**Work to complete**
For the word "Clone", return each line of the data in which it occurs.
-- Records follows --
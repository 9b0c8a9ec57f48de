use std::path::{Path, PathBuf};
use std::process::{Command, Stdio};

use crate::cmd;
use crate::effects::VideoGeometry;
use crate::paths::{self, AppPaths};
use crate::{EngineError, Result};

pub const DEFAULT_PREVIEW_FRAME_TIME: &str = "00:00:00.2";

// Assumed frame total when the container does not report one. Keeps the
// progress bar moving instead of pinning it at zero.
const FALLBACK_FRAME_COUNT: u64 = 1000;

#[derive(Debug, Clone, Copy, PartialEq, Eq)]
pub struct LosslessFormat {
    pub name: &'static str,
    pub extension: &'static str,
    pub codec: &'static str,
    pub codec_params: &'static [&'static str],
}

pub const LOSSLESS_FORMATS: &[LosslessFormat] = &[
    LosslessFormat {
        name: "mp4",
        extension: "mp4",
        codec: "libx264",
        codec_params: &["-preset", "slow", "-crf", "0"],
    },
    LosslessFormat {
        name: "mkv",
        extension: "mkv",
        codec: "libx264",
        codec_params: &["-preset", "slow", "-crf", "0"],
    },
    LosslessFormat {
        name: "avi",
        extension: "avi",
        codec: "huffyuv",
        codec_params: &[],
    },
    LosslessFormat {
        name: "mov",
        extension: "mov",
        codec: "prores_ks",
        codec_params: &["-profile:v", "4444"],
    },
    LosslessFormat {
        name: "webm",
        extension: "webm",
        codec: "libvpx-vp9",
        codec_params: &["-lossless", "1"],
    },
];

pub fn lossless_format(name: &str) -> Option<&'static LosslessFormat> {
    LOSSLESS_FORMATS.iter().find(|f| f.name == name)
}

// True when an ffmpeg binary answers `-version`.
pub fn check_available(paths: &AppPaths) -> bool {
    cmd::command(paths.ffmpeg_cmd())
        .arg("-version")
        .stdout(Stdio::null())
        .stderr(Stdio::null())
        .status()
        .map(|s| s.success())
        .unwrap_or(false)
}

pub fn probe_dimensions(paths: &AppPaths, input: &Path) -> Result<VideoGeometry> {
    let stdout = run_probe(
        paths,
        &[
            "-v",
            "error",
            "-select_streams",
            "v:0",
            "-show_entries",
            "stream=width,height",
            "-of",
            "csv=s=x:p=0",
        ],
        input,
    )?;
    let line = stdout.trim();
    let (w, h) = line
        .split_once('x')
        .ok_or_else(|| probe_parse_error(input, line))?;
    let width = w.trim().parse().map_err(|_| probe_parse_error(input, line))?;
    let height = h.trim().parse().map_err(|_| probe_parse_error(input, line))?;
    Ok(VideoGeometry { width, height })
}

// Live remuxes and some webm files do not carry `nb_frames`; those get the
// fixed fallback total.
pub fn probe_frame_count(paths: &AppPaths, input: &Path) -> u64 {
    let stdout = run_probe(
        paths,
        &[
            "-v",
            "error",
            "-select_streams",
            "v:0",
            "-show_entries",
            "stream=nb_frames",
            "-of",
            "default=noprint_wrappers=1:nokey=1",
        ],
        input,
    );
    match stdout {
        Ok(out) => match out.trim().parse::<u64>() {
            Ok(n) if n > 0 => n,
            _ => FALLBACK_FRAME_COUNT,
        },
        Err(_) => FALLBACK_FRAME_COUNT,
    }
}

#[derive(Debug, Clone, Default, PartialEq, Eq)]
pub struct MediaInfo {
    pub width: u32,
    pub height: u32,
    pub codec_name: Option<String>,
    pub bit_rate: Option<u64>,
    pub format_name: Option<String>,
    pub size_bytes: Option<u64>,
}

pub fn probe_media_info(paths: &AppPaths, input: &Path) -> Result<MediaInfo> {
    let geometry = probe_dimensions(paths, input)?;
    let mut info = MediaInfo {
        width: geometry.width,
        height: geometry.height,
        ..MediaInfo::default()
    };

    let stream = run_probe(
        paths,
        &[
            "-v",
            "error",
            "-select_streams",
            "v:0",
            "-show_entries",
            "stream=codec_name,bit_rate",
            "-of",
            "default=noprint_wrappers=1",
        ],
        input,
    )?;
    let container = run_probe(
        paths,
        &[
            "-v",
            "error",
            "-show_entries",
            "format=format_name,size",
            "-of",
            "default=noprint_wrappers=1",
        ],
        input,
    )?;

    for line in stream.lines().chain(container.lines()) {
        let Some((key, value)) = line.split_once('=') else {
            continue;
        };
        match key {
            "codec_name" => info.codec_name = Some(value.to_string()),
            "bit_rate" => info.bit_rate = value.parse().ok(),
            "format_name" => info.format_name = Some(value.to_string()),
            "size" => info.size_bytes = value.parse().ok(),
            _ => {}
        }
    }
    Ok(info)
}

// `<stem>_unique.<ext>` in the output directory, keeping the source container.
pub fn unique_output_path(output_dir: &Path, input: &Path) -> PathBuf {
    let stem = output_stem(input);
    match input.extension() {
        Some(ext) => output_dir.join(format!("{stem}_unique.{}", ext.to_string_lossy())),
        None => output_dir.join(format!("{stem}_unique")),
    }
}

pub fn lossless_output_path(output_dir: &Path, input: &Path, format: &LosslessFormat) -> PathBuf {
    output_dir.join(format!("{}_lossless.{}", output_stem(input), format.extension))
}

fn output_stem(input: &Path) -> String {
    let stem = input
        .file_stem()
        .map(|s| s.to_string_lossy().into_owned())
        .unwrap_or_else(|| "video".to_string());
    paths::sanitize_filename(&stem)
}

/// Overlay inputs feeding a transform. Order matters: the filter expression
/// addresses the background as `[1:v]` and the watermark as `[2:v]`.
#[derive(Debug, Clone, Default)]
pub struct OverlayInputs {
    pub background: Option<PathBuf>,
    pub watermark: Option<PathBuf>,
}

impl OverlayInputs {
    fn paths(&self) -> impl Iterator<Item = &Path> {
        self.background
            .as_deref()
            .into_iter()
            .chain(self.watermark.as_deref())
    }
}

pub fn build_transform_command(
    paths: &AppPaths,
    input: &Path,
    output: &Path,
    filter: Option<&str>,
    overlays: &OverlayInputs,
) -> Command {
    let mut command = cmd::command(paths.ffmpeg_cmd());
    command.arg("-y").arg("-i").arg(input);
    for overlay in overlays.paths() {
        command.arg("-i").arg(overlay);
    }
    apply_filter_args(&mut command, filter);
    command.arg("-c:a").arg("copy").arg(output);
    command
}

// Every input is seeked to `frame_time` so the overlays sample the same
// moment as the foreground.
pub fn build_preview_command(
    paths: &AppPaths,
    input: &Path,
    output: &Path,
    filter: Option<&str>,
    overlays: &OverlayInputs,
    frame_time: &str,
) -> Command {
    let mut command = cmd::command(paths.ffmpeg_cmd());
    command.arg("-y").arg("-ss").arg(frame_time).arg("-i").arg(input);
    for overlay in overlays.paths() {
        command.arg("-ss").arg(frame_time).arg("-i").arg(overlay);
    }
    apply_filter_args(&mut command, filter);
    command.arg("-frames:v").arg("1").arg("-update").arg("1").arg(output);
    command
}

// With `copy_audio` off the audio track is re-encoded losslessly too (opus
// for webm, flac elsewhere).
pub fn build_convert_command(
    paths: &AppPaths,
    input: &Path,
    output: &Path,
    format: &LosslessFormat,
    copy_audio: bool,
) -> Command {
    let mut command = cmd::command(paths.ffmpeg_cmd());
    command.arg("-y").arg("-i").arg(input);
    command.arg("-c:v").arg(format.codec);
    command.args(format.codec_params);
    if copy_audio {
        command.arg("-c:a").arg("copy");
    } else if format.name == "webm" {
        command.arg("-c:a").arg("libopus").arg("-b:a").arg("192k");
    } else {
        command.arg("-c:a").arg("flac");
    }
    command.arg(output);
    command
}

// Named-stream filters need `-filter_complex`; plain chains go through `-vf`.
fn apply_filter_args(command: &mut Command, filter: Option<&str>) {
    if let Some(filter) = filter {
        if filter.contains("overlay") || filter.contains('[') {
            command.arg("-filter_complex").arg(filter);
        } else {
            command.arg("-vf").arg(filter);
        }
    }
}

fn run_probe(paths: &AppPaths, args: &[&str], input: &Path) -> Result<String> {
    let output = cmd::command(paths.ffprobe_cmd())
        .args(args)
        .arg(input)
        .stdin(Stdio::null())
        .output()
        .map_err(|e| match e.kind() {
            std::io::ErrorKind::NotFound => EngineError::ExternalToolMissing {
                tool: "ffprobe".to_string(),
            },
            _ => EngineError::Io(e),
        })?;
    if !output.status.success() {
        return Err(EngineError::ExternalToolFailed {
            tool: "ffprobe".to_string(),
            code: output.status.code(),
            stderr: String::from_utf8_lossy(&output.stderr).into_owned(),
        });
    }
    Ok(String::from_utf8_lossy(&output.stdout).into_owned())
}

fn probe_parse_error(input: &Path, line: &str) -> EngineError {
    EngineError::ExternalToolFailed {
        tool: "ffprobe".to_string(),
        code: None,
        stderr: format!("unexpected dimensions output for {}: {line:?}", input.display()),
    }
}

#[cfg(test)]
mod tests {
    use super::*;

    fn args_of(command: &Command) -> Vec<String> {
        command
            .get_args()
            .map(|a| a.to_string_lossy().into_owned())
            .collect()
    }

    fn test_paths() -> AppPaths {
        AppPaths::new(PathBuf::from("/nonexistent-base"))
    }

    #[test]
    fn output_paths_keep_stem_and_extension() {
        let out = Path::new("/out");
        assert_eq!(
            unique_output_path(out, Path::new("/in/video3.mp4")),
            PathBuf::from("/out/video3_unique.mp4")
        );
        assert_eq!(
            unique_output_path(out, Path::new("/in/clip")),
            PathBuf::from("/out/clip_unique")
        );

        let webm = lossless_format("webm").expect("webm format");
        assert_eq!(
            lossless_output_path(out, Path::new("/in/video3.mp4"), webm),
            PathBuf::from("/out/video3_lossless.webm")
        );
    }

    #[test]
    fn output_stems_drop_reserved_filename_characters() {
        let out = Path::new("/out");
        assert_eq!(
            unique_output_path(out, Path::new("/in/clip?v=1.mp4")),
            PathBuf::from("/out/clip_v=1_unique.mp4")
        );
    }

    #[test]
    fn every_container_has_a_lossless_codec() {
        for name in ["mp4", "mkv", "avi", "mov", "webm"] {
            assert!(lossless_format(name).is_some(), "missing {name}");
        }
        assert!(lossless_format("flv").is_none());
    }

    #[test]
    fn plain_filter_goes_through_vf() {
        let cmd = build_transform_command(
            &test_paths(),
            Path::new("in.mp4"),
            Path::new("out.mp4"),
            Some("hflip"),
            &OverlayInputs::default(),
        );
        let args = args_of(&cmd);
        assert_eq!(
            args,
            ["-y", "-i", "in.mp4", "-vf", "hflip", "-c:a", "copy", "out.mp4"]
        );
    }

    #[test]
    fn named_stream_filter_goes_through_filter_complex() {
        let overlays = OverlayInputs {
            background: Some(PathBuf::from("bg.mp4")),
            watermark: Some(PathBuf::from("wm.mp4")),
        };
        let cmd = build_transform_command(
            &test_paths(),
            Path::new("in.mp4"),
            Path::new("out.mp4"),
            Some("[0:v]crop=iw:ih-200:0:100[fg]"),
            &overlays,
        );
        let args = args_of(&cmd);
        // Input order fixes the [1:v]/[2:v] stream addressing.
        assert_eq!(&args[..7], ["-y", "-i", "in.mp4", "-i", "bg.mp4", "-i", "wm.mp4"]);
        assert_eq!(args[7], "-filter_complex");
        assert!(args.contains(&"copy".to_string()));
    }

    #[test]
    fn no_filter_copies_video_untouched() {
        let cmd = build_transform_command(
            &test_paths(),
            Path::new("in.mp4"),
            Path::new("out.mp4"),
            None,
            &OverlayInputs::default(),
        );
        let args = args_of(&cmd);
        assert!(!args.contains(&"-vf".to_string()));
        assert!(!args.contains(&"-filter_complex".to_string()));
    }

    #[test]
    fn preview_seeks_every_input_and_takes_one_frame() {
        let overlays = OverlayInputs {
            background: Some(PathBuf::from("bg.mp4")),
            watermark: None,
        };
        let cmd = build_preview_command(
            &test_paths(),
            Path::new("in.mp4"),
            Path::new("preview.png"),
            Some("[0:v]split[main][bg]"),
            &overlays,
            DEFAULT_PREVIEW_FRAME_TIME,
        );
        let args = args_of(&cmd);
        assert_eq!(
            &args[..8],
            ["-y", "-ss", "00:00:00.2", "-i", "in.mp4", "-ss", "00:00:00.2", "-i"]
        );
        let tail = &args[args.len() - 5..];
        assert_eq!(tail, ["-frames:v", "1", "-update", "1", "preview.png"]);
    }

    #[test]
    fn convert_command_applies_the_format_table() {
        let mov = lossless_format("mov").expect("mov format");
        let cmd = build_convert_command(
            &test_paths(),
            Path::new("in.mp4"),
            Path::new("out.mov"),
            mov,
            true,
        );
        let args = args_of(&cmd);
        assert_eq!(
            args,
            ["-y", "-i", "in.mp4", "-c:v", "prores_ks", "-profile:v", "4444", "-c:a", "copy", "out.mov"]
        );
    }

    #[test]
    fn convert_without_audio_copy_picks_a_lossless_audio_codec() {
        let webm = lossless_format("webm").expect("webm format");
        let cmd = build_convert_command(
            &test_paths(),
            Path::new("in.mp4"),
            Path::new("out.webm"),
            webm,
            false,
        );
        let args = args_of(&cmd);
        assert!(args.windows(2).any(|w| w == ["-c:a", "libopus"]));

        let mkv = lossless_format("mkv").expect("mkv format");
        let cmd = build_convert_command(
            &test_paths(),
            Path::new("in.mp4"),
            Path::new("out.mkv"),
            mkv,
            false,
        );
        let args = args_of(&cmd);
        assert!(args.windows(2).any(|w| w == ["-c:a", "flac"]));
    }
}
-- Records concluded --
**Answer to this task**
#[derive(Debug, Clone, Copy, PartialEq, Eq)]
#[derive(Debug, Clone, Default, PartialEq, Eq)]
#[derive(Debug, Clone, Default)]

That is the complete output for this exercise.